Wednesday, May 21, 2014

Fallacious Arguments in The Letter to The editor by Hussain



In a letter to the editor, Robert R. Raywift writes a suggestion to avoid accidents in Mooburg city and he recommend that parking at streets overnight should be prohibited in order to reduce accidents rate. However, when we look at his argument at the first glance,he relies on tenable assumptions to build his argument. After deeply reading, we found that Raywift’s assumptions have several fallacies.   

First of all, Raywift mentions that when people park their cars in the street overnight, that means people making the street as their garages and he concludes that is not legal and should be forbidden. Raywift beg the question because he did not provide any evidence bolstering his opinion. He is wrong because he assumes that anyone parks his car overnight in the street that is mean he would make the street his garage. Raywift’s argument is weak and he will not convince people to agree with him without reasonable premises.

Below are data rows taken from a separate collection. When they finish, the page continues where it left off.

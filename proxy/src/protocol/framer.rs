// PSP PROXY — PDU FRAMER
// Emit: header, payload, zero pad, footer in three or four transport writes.
// Receive: SeekMagic → Hdr → Payload → Footer state machine over a 4 KiB
// buffer. A mismatched start magic shifts the lookahead by one byte, so the
// receiver re-synchronizes on arbitrary garbage. A counter skew on an
// otherwise well-formed header is the one validation failure that surfaces
// as an error instead of a silent resync.

use log::{trace, warn};

use crate::error::{ProxyError, Result};
use crate::protocol::wire::*;
use crate::transport::Transport;

/// A complete, validated inbound PDU.
#[derive(Debug, Clone)]
pub struct PduFrame {
    pub hdr: PduHdr,
    pub payload: Vec<u8>,
}

/// Emit one host → stub PDU. The caller owns the outbound counter.
pub fn emit_pdu(
    xport: &mut dyn Transport,
    pdu_counter: u32,
    target_ccd: u32,
    rrn_id: u32,
    timestamp_ms: u32,
    payload: &[u8],
) -> Result<()> {
    debug_assert!(payload.len() <= PDU_PAYLOAD_MAX);

    let hdr = PduHdr {
        start_magic: EXT_2_PSP_START_MAGIC,
        payload_len: payload.len() as u32,
        pdu_counter,
        rrn_id,
        target_ccd,
        timestamp_ms,
        request_rc: 0,
        reserved: 0,
    };
    let ab_hdr = hdr.to_wire();

    let pad = [0u8; PDU_PAYLOAD_ALIGN];
    let cb_pad = padded_len(payload.len()) - payload.len();

    let sum = byte_sum(&[&ab_hdr, payload, &pad[..cb_pad]]);
    let footer = PduFooter {
        checksum: sum.wrapping_neg(),
        end_magic: EXT_2_PSP_END_MAGIC,
    };

    xport.write(&ab_hdr)?;
    if !payload.is_empty() {
        xport.write(payload)?;
        if cb_pad != 0 {
            xport.write(&pad[..cb_pad])?;
        }
    }
    xport.write(&footer.to_wire())
}

#[derive(Debug, Clone, Copy, PartialEq, Eq)]
enum RecvState {
    SeekMagic,
    Hdr,
    Payload,
    Footer,
}

/// Receive state machine for stub → host PDUs.
///
/// The engine drives it with `want()`-sized reads; `feed` returns a complete
/// frame once the footer validates. Until the connect handshake finishes the
/// decoder accepts any inbound counter and assumes a single CCD.
pub struct FrameDecoder {
    buf: Box<[u8; PDU_RECV_BUF_SIZE]>,
    off: usize,
    need: usize,
    state: RecvState,
    hdr: Option<PduHdr>,
    connected: bool,
    recv_next: u32,
    ccd_count: u32,
}

impl FrameDecoder {
    pub fn new() -> Self {
        let mut dec = FrameDecoder {
            buf: Box::new([0u8; PDU_RECV_BUF_SIZE]),
            off: 0,
            need: 0,
            state: RecvState::SeekMagic,
            hdr: None,
            connected: false,
            recv_next: 1,
            // A single CCD until the ConnectResponse reports the topology,
            // so the handshake frames targeting CCD 0 pass validation.
            ccd_count: 1,
        };
        dec.reset();
        dec
    }

    /// Restart frame assembly. Does not touch the session parameters.
    pub fn reset(&mut self) {
        self.state = RecvState::SeekMagic;
        self.off = 0;
        self.need = 4;
        self.hdr = None;
    }

    /// Called once the ConnectResponse was validated: from here on the
    /// inbound counter is a strict sequence restarting at 1 and the CCD
    /// bound is enforced.
    pub fn session_established(&mut self, ccd_count: u32) {
        self.connected = true;
        self.recv_next = 1;
        self.ccd_count = ccd_count;
    }

    /// Number of bytes the current state still needs.
    #[inline]
    pub fn want(&self) -> usize {
        self.need
    }

    /// Append up to `want()` bytes. Returns a frame when one completes.
    pub fn feed(&mut self, bytes: &[u8]) -> Result<Option<PduFrame>> {
        debug_assert!(bytes.len() <= self.need);
        self.buf[self.off..self.off + bytes.len()].copy_from_slice(bytes);
        self.off += bytes.len();
        self.need -= bytes.len();
        if self.need != 0 {
            return Ok(None);
        }
        self.advance()
    }

    /// Process a completed state and move to the next one.
    fn advance(&mut self) -> Result<Option<PduFrame>> {
        match self.state {
            RecvState::SeekMagic => {
                let magic = u32::from_le_bytes(self.buf[0..4].try_into().unwrap());
                if magic == PSP_2_EXT_START_MAGIC {
                    self.state = RecvState::Hdr;
                    self.need = PDU_HDR_SIZE - 4;
                } else {
                    // Byte-wise resync: drop the oldest byte, pull one more.
                    trace!("resync: no start magic in {magic:#010x}");
                    self.buf.copy_within(1..4, 0);
                    self.off = 3;
                    self.need = 1;
                }
                Ok(None)
            }
            RecvState::Hdr => {
                let hdr = PduHdr::from_wire(self.buf[..PDU_HDR_SIZE].try_into().unwrap());
                match self.validate_hdr(&hdr) {
                    Ok(()) => {}
                    Err(HdrReject::Resync(reason)) => {
                        warn!("dropping inbound pdu header: {reason}");
                        self.reset();
                        return Ok(None);
                    }
                    Err(HdrReject::CounterSkew { got, expected }) => {
                        self.reset();
                        return Err(ProxyError::Protocol(format!(
                            "inbound pdu counter skew: got {got}, expected {expected}"
                        )));
                    }
                }
                self.hdr = Some(hdr);
                if hdr.payload_len != 0 {
                    self.state = RecvState::Payload;
                    self.need = padded_len(hdr.payload_len as usize);
                } else {
                    self.state = RecvState::Footer;
                    self.need = PDU_FOOTER_SIZE;
                }
                Ok(None)
            }
            RecvState::Payload => {
                self.state = RecvState::Footer;
                self.need = PDU_FOOTER_SIZE;
                Ok(None)
            }
            RecvState::Footer => {
                let frame = self.complete_frame();
                self.reset();
                Ok(frame)
            }
        }
    }

    fn validate_hdr(&self, hdr: &PduHdr) -> std::result::Result<(), HdrReject> {
        if hdr.start_magic != PSP_2_EXT_START_MAGIC {
            return Err(HdrReject::Resync("bad start magic"));
        }
        if hdr.payload_len as usize > PDU_PAYLOAD_MAX {
            return Err(HdrReject::Resync("payload exceeds receive buffer"));
        }
        if !is_rrn_plausible(hdr) {
            return Err(HdrReject::Resync("rrn id outside response/notification ranges"));
        }
        if self.connected && hdr.pdu_counter != self.recv_next {
            return Err(HdrReject::CounterSkew { got: hdr.pdu_counter, expected: self.recv_next });
        }
        if hdr.target_ccd >= self.ccd_count {
            return Err(HdrReject::Resync("ccd id out of range"));
        }
        Ok(())
    }

    /// Footer checks over the fully buffered frame.
    fn complete_frame(&mut self) -> Option<PduFrame> {
        let hdr = self.hdr.take()?;
        let cb_padded = padded_len(hdr.payload_len as usize);
        let off_footer = PDU_HDR_SIZE + cb_padded;

        let footer = PduFooter::from_wire(
            self.buf[off_footer..off_footer + PDU_FOOTER_SIZE].try_into().unwrap(),
        );
        if footer.end_magic != PSP_2_EXT_END_MAGIC {
            warn!("dropping inbound pdu: bad end magic {:#010x}", footer.end_magic);
            return None;
        }
        let sum = byte_sum(&[&self.buf[..off_footer]]);
        if sum.wrapping_add(footer.checksum) != 0 {
            warn!("dropping inbound pdu: checksum mismatch");
            return None;
        }

        self.recv_next = hdr.pdu_counter.wrapping_add(1);
        let payload = self.buf[PDU_HDR_SIZE..PDU_HDR_SIZE + hdr.payload_len as usize].to_vec();
        Some(PduFrame { hdr, payload })
    }
}

#[inline]
fn is_rrn_plausible(hdr: &PduHdr) -> bool {
    is_response_id(hdr.rrn_id) || is_notification_id(hdr.rrn_id)
}

enum HdrReject {
    /// Malformed header, most likely line noise: drop and resync.
    Resync(&'static str),
    /// Well-formed header with a broken sequence: a real protocol violation.
    CounterSkew { got: u32, expected: u32 },
}

#[cfg(test)]
mod tests {
    use super::*;
    use crate::testutil::stub_frame;
    use proptest::prelude::*;

    fn feed_all(dec: &mut FrameDecoder, mut bytes: &[u8]) -> Result<Vec<PduFrame>> {
        let mut frames = Vec::new();
        while !bytes.is_empty() {
            let n = dec.want().min(bytes.len());
            if let Some(frame) = dec.feed(&bytes[..n])? {
                frames.push(frame);
            }
            bytes = &bytes[n..];
        }
        Ok(frames)
    }

    #[test]
    fn accepts_a_well_formed_frame() {
        let mut dec = FrameDecoder::new();
        let ab = stub_frame(1, RRN_NOT_LOG_MSG, 0, 0, b"hello\n");
        let frames = feed_all(&mut dec, &ab).unwrap();
        assert_eq!(frames.len(), 1);
        assert_eq!(frames[0].hdr.rrn_id, RRN_NOT_LOG_MSG);
        assert_eq!(frames[0].payload, b"hello\n");
    }

    #[test]
    fn resyncs_over_leading_garbage() {
        let mut dec = FrameDecoder::new();
        let mut ab = vec![0x11u8, 0x22, 0x33];
        ab.extend_from_slice(&stub_frame(1, RRN_NOT_BEACON, 0, 0, &[1, 0, 0, 0, 0, 0, 0, 0]));
        let frames = feed_all(&mut dec, &ab).unwrap();
        assert_eq!(frames.len(), 1);
        assert_eq!(frames[0].hdr.rrn_id, RRN_NOT_BEACON);
    }

    #[test]
    fn rejects_request_range_ids_inbound() {
        let mut dec = FrameDecoder::new();
        let ab = stub_frame(1, RRN_REQ_CONNECT, 0, 0, &[]);
        let frames = feed_all(&mut dec, &ab).unwrap();
        assert!(frames.is_empty());
    }

    #[test]
    fn counter_skew_is_an_error_once_connected() {
        let mut dec = FrameDecoder::new();
        dec.session_established(1);
        // The first post-connect inbound PDU must carry counter 1.
        let ab = stub_frame(5, RRN_NOT_BEACON, 0, 0, &[9, 0, 0, 0, 0, 0, 0, 0]);
        let err = feed_all(&mut dec, &ab).unwrap_err();
        assert!(matches!(err, ProxyError::Protocol(_)));
    }

    #[test]
    fn ccd_bound_is_enforced_after_connect() {
        let mut dec = FrameDecoder::new();
        dec.session_established(2);
        let ab = stub_frame(1, RRN_NOT_IRQ_CHANGE, 7, 0, &[1, 0, 0, 0, 0, 0, 0, 0]);
        assert!(feed_all(&mut dec, &ab).unwrap().is_empty());
        // A frame for a valid CCD with the same counter is still accepted:
        // the dropped frame must not have consumed the expected counter.
        let ab = stub_frame(1, RRN_NOT_IRQ_CHANGE, 1, 0, &[1, 0, 0, 0, 0, 0, 0, 0]);
        assert_eq!(feed_all(&mut dec, &ab).unwrap().len(), 1);
    }

    #[test]
    fn zero_len_payload_skips_payload_state() {
        let mut dec = FrameDecoder::new();
        let ab = stub_frame(3, response_for(RRN_REQ_PSP_MEM_WRITE), 0, 0, &[]);
        let frames = feed_all(&mut dec, &ab).unwrap();
        assert_eq!(frames.len(), 1);
        assert!(frames[0].payload.is_empty());
    }

    proptest! {
        /// emit → receive round-trips payload bytes exactly, pad is invisible.
        #[test]
        fn roundtrip_preserves_payload(payload in proptest::collection::vec(any::<u8>(), 0..1024),
                                       counter in 1u32..1000,
                                       ccd in 0u32..1) {
            let mut dec = FrameDecoder::new();
            let ab = stub_frame(counter, RRN_NOT_LOG_MSG, ccd, 0, &payload);
            let frames = feed_all(&mut dec, &ab).unwrap();
            prop_assert_eq!(frames.len(), 1);
            prop_assert_eq!(&frames[0].payload, &payload);
            prop_assert_eq!(frames[0].hdr.pdu_counter, counter);
        }

        /// Garbage that cannot contain the start magic's first byte always
        /// resolves to exactly one accepted frame.
        #[test]
        fn resync_finds_the_frame(garbage in proptest::collection::vec(
                                      any::<u8>().prop_filter("not magic lead byte", |b| *b != 0xB5),
                                      0..64),
                                  payload in proptest::collection::vec(any::<u8>(), 0..64)) {
            let mut dec = FrameDecoder::new();
            let mut ab = garbage;
            ab.extend_from_slice(&stub_frame(1, RRN_NOT_LOG_MSG, 0, 0, &payload));
            let frames = feed_all(&mut dec, &ab).unwrap();
            prop_assert_eq!(frames.len(), 1);
            prop_assert_eq!(&frames[0].payload, &payload);
        }

        /// Any single corrupted byte makes the receiver drop or reject the
        /// frame; it is never accepted with the corrupted content.
        #[test]
        fn corruption_is_never_accepted(payload in proptest::collection::vec(any::<u8>(), 0..128),
                                        pos_seed in any::<usize>(),
                                        xor in 1u8..=255) {
            let ab = stub_frame(1, RRN_NOT_LOG_MSG, 0, 0, &payload);
            let mut corrupted = ab.clone();
            let pos = pos_seed % ab.len();
            corrupted[pos] ^= xor;

            let mut dec = FrameDecoder::new();
            let frames = match feed_all(&mut dec, &corrupted) {
                Ok(frames) => frames,
                Err(_) => Vec::new(),
            };
            // Either nothing surfaced, or whatever surfaced is not a
            // corrupted-yet-valid rendition of the original frame.
            for frame in frames {
                prop_assert_eq!(&frame.payload, &payload);
                prop_assert_eq!(corrupted[pos], ab[pos]);
            }
        }
    }
}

Raywift draws another weak assumption when he relies on the experiment which was done by the Chief of Police. During the time 2 am to 6 am, the chief sat a sign to prevent parking at one of the busiest streets in the city. At that time, there was no accident at that street, so Raywift assumes this would be successful way to avoid accidents at early morning. Nevertheless, the author explanation for this experiment was feeble due the fact that no accidents happened at this time do not confirm that ban signs was the real cause for preventing accidents, so the cause was mistaken. In this case, the author links everything do not occur at this time to the signs of banning car parking.

Furthermore, at the same point, Raywifts made a hasty generalization. He generalized the idea and assumed that what is true for this street would be true for all streets in the city. Therefore, when parking cars overnight be banned, the accidents would be eliminated. This experiment is inadequate in light of the fact that it conducted only one day and on one street.

The final fallacy in Raywift’s argument is personal attack. He could not answer his opponents logically when they said our streets are safe and we do not need more safety procedures. He started to arguing with them about their knowledge about safety in order to strengthen his opinion rather than explain for them his reasons to have more safety procedures.

It is clearly that Raywift argument is neither sounds nor persuasive. Therefore, it could not be approved in the city unless he provides sufficient evidence and explanation for his opinion.